• _What this task involves_:
When you find the line with "use std::sync::Arc;" among the records below, reproduce it and each line after it exactly, ending with the line with "pub enum StorageSeverity".

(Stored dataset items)
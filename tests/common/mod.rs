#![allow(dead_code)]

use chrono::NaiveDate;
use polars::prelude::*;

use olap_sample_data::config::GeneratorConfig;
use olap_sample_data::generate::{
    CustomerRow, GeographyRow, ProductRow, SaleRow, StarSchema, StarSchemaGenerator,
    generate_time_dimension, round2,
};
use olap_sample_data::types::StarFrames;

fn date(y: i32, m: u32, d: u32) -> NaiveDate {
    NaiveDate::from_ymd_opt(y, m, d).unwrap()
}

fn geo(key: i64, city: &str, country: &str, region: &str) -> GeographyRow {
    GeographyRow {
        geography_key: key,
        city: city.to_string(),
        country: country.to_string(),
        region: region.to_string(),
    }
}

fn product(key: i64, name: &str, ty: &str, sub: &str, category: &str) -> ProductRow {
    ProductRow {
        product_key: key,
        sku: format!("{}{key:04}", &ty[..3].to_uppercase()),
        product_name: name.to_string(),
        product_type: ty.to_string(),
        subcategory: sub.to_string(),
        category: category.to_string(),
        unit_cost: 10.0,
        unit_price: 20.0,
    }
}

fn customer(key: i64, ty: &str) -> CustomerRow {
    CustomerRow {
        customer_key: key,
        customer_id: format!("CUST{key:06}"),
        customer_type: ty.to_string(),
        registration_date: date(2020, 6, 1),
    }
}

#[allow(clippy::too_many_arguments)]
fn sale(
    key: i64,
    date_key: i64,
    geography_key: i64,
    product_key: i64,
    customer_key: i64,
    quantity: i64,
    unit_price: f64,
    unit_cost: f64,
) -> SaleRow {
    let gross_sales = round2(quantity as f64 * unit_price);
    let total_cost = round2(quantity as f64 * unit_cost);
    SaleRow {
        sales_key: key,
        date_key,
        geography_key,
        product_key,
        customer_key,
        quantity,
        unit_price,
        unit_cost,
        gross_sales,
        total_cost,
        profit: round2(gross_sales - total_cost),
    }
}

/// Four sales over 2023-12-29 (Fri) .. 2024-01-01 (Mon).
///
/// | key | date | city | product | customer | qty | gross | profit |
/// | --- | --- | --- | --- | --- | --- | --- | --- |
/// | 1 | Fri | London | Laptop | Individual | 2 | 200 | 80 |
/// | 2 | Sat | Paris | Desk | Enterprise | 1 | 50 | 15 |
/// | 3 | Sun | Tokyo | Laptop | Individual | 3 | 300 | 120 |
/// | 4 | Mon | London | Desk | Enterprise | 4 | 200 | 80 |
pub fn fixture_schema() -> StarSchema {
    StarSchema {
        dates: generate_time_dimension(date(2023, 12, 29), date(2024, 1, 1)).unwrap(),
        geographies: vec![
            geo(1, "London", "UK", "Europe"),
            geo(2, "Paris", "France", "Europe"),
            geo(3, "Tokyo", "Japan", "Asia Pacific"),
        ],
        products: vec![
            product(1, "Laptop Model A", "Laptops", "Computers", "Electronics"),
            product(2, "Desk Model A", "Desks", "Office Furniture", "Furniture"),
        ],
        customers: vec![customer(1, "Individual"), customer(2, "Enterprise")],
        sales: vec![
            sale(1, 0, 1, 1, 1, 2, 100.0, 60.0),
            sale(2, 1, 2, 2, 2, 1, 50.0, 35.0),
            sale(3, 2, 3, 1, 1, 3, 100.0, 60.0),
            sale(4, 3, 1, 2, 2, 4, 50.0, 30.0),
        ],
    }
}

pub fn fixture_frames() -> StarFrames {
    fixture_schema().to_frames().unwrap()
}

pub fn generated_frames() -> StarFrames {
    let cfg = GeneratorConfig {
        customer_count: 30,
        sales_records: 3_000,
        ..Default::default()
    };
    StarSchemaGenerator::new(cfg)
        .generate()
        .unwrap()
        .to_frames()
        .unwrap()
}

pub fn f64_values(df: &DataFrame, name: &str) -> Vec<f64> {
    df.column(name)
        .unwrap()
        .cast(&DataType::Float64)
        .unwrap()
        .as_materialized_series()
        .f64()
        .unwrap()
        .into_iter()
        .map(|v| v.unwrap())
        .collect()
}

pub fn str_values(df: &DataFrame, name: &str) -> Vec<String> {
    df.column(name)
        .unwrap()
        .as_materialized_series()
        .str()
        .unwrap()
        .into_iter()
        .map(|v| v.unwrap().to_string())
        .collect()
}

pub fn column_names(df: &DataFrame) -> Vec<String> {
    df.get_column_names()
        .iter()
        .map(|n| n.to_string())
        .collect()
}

--

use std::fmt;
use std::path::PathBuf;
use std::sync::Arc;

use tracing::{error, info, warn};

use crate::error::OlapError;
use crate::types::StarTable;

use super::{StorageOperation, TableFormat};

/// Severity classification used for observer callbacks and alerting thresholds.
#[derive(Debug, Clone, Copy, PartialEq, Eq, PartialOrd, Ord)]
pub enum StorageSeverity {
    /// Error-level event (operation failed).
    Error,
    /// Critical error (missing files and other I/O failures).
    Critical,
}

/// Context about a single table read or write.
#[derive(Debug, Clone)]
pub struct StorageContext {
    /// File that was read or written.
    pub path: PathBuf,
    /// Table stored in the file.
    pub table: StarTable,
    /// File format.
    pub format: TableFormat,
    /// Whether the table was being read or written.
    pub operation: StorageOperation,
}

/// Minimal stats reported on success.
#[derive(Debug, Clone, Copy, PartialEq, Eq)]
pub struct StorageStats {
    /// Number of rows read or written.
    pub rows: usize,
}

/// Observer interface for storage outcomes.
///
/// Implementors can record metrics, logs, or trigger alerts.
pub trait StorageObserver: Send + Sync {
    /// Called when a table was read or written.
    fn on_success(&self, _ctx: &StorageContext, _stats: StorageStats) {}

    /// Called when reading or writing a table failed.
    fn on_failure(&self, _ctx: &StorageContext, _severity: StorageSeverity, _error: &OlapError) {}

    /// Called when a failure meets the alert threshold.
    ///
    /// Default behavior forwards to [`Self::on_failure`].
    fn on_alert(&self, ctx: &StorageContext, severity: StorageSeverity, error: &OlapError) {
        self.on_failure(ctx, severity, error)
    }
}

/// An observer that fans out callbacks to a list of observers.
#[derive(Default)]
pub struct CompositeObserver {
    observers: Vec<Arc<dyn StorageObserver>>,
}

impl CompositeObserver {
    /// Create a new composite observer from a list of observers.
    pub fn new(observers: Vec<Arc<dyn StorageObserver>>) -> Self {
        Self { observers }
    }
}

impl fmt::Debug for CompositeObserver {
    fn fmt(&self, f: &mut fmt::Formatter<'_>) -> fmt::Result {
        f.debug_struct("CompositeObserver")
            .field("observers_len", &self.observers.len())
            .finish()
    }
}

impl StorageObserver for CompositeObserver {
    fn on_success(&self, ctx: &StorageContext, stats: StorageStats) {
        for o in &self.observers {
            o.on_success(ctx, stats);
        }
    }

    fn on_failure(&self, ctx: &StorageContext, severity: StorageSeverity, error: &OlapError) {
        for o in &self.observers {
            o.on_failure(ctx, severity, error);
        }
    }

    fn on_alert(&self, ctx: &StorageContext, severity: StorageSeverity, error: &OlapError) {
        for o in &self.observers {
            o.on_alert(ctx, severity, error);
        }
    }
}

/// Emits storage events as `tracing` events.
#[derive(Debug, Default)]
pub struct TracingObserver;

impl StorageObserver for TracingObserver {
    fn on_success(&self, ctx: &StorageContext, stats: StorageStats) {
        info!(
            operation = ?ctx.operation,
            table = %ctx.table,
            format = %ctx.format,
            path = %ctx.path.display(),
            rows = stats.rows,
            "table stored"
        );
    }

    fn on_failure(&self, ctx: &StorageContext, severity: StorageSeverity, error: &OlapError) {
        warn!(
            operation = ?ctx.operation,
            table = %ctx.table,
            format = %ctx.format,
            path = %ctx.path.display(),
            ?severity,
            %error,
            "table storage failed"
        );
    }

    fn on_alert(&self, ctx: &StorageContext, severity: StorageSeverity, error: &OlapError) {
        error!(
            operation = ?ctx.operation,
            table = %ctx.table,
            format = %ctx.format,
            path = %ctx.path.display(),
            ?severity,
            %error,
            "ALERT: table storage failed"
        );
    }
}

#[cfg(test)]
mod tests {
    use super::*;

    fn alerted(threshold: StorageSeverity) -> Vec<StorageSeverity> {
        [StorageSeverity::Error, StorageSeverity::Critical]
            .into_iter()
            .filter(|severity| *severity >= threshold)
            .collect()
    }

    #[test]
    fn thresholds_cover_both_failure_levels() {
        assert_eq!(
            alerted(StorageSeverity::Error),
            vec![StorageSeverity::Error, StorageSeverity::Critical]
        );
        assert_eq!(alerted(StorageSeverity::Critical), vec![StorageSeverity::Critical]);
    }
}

• _Written answer_:
use std::sync::Arc;

use tracing::{error, info, warn};

use crate::error::OlapError;
use crate::types::StarTable;

use super::{StorageOperation, TableFormat};

/// Severity classification used for observer callbacks and alerting thresholds.
#[derive(Debug, Clone, Copy, PartialEq, Eq, PartialOrd, Ord)]
pub enum StorageSeverity {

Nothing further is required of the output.